*Directions for this task:* If a line in the records below contains the word "derive", copy it out.

Stored data entries:
Segment Open

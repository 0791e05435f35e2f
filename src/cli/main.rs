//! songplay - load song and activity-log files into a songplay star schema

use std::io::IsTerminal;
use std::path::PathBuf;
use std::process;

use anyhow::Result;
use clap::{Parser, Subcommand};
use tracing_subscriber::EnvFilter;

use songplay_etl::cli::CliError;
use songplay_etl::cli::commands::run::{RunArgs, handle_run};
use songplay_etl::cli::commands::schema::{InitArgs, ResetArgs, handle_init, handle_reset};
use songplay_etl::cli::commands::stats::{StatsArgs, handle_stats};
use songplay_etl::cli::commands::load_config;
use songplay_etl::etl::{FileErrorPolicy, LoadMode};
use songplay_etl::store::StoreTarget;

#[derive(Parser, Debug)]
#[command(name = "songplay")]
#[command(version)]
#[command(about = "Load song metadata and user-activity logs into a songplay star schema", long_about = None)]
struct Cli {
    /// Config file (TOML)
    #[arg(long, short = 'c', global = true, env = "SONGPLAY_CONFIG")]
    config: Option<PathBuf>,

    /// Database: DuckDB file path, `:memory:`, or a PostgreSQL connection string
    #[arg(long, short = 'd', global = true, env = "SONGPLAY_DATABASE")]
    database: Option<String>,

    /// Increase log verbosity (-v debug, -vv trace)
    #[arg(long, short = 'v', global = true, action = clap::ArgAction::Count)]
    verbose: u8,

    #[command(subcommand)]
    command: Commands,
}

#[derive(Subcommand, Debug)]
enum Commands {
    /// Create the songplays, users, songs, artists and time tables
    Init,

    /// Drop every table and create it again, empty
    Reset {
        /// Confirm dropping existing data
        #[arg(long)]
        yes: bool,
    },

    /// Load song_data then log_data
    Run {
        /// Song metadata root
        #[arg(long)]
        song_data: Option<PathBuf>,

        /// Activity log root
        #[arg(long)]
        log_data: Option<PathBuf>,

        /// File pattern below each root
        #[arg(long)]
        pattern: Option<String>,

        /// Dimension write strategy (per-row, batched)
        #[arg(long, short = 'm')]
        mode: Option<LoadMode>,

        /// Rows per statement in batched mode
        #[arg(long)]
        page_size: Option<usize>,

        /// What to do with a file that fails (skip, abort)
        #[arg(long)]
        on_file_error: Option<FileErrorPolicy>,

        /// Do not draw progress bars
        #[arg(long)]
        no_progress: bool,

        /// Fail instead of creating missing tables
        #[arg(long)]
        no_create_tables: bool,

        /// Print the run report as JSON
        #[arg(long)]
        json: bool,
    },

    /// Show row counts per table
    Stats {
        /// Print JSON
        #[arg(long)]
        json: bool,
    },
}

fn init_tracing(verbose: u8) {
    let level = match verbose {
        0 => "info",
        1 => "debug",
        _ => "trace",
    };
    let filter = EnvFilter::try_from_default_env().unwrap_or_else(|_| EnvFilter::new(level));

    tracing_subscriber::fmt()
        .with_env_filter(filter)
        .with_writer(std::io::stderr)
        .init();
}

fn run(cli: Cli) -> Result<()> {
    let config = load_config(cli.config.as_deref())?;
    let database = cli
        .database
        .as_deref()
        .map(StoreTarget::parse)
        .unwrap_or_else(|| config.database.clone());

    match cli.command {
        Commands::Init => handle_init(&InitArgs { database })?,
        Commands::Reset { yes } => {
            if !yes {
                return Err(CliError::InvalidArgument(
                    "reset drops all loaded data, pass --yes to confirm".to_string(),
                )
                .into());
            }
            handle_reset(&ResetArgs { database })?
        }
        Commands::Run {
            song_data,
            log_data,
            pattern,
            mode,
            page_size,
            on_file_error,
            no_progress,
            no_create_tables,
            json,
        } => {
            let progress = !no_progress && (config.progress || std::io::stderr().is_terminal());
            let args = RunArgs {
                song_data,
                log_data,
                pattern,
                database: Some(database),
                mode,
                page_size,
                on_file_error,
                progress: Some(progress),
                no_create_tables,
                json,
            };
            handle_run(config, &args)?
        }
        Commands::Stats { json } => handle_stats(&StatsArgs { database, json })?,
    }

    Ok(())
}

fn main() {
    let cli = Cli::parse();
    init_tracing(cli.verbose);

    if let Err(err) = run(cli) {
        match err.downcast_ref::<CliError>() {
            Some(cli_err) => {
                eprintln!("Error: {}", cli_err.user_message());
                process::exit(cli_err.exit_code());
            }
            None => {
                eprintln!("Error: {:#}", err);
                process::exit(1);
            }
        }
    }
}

Segment Closed

*Output for this task:*
#[derive(Parser, Debug)]
#[derive(Subcommand, Debug)]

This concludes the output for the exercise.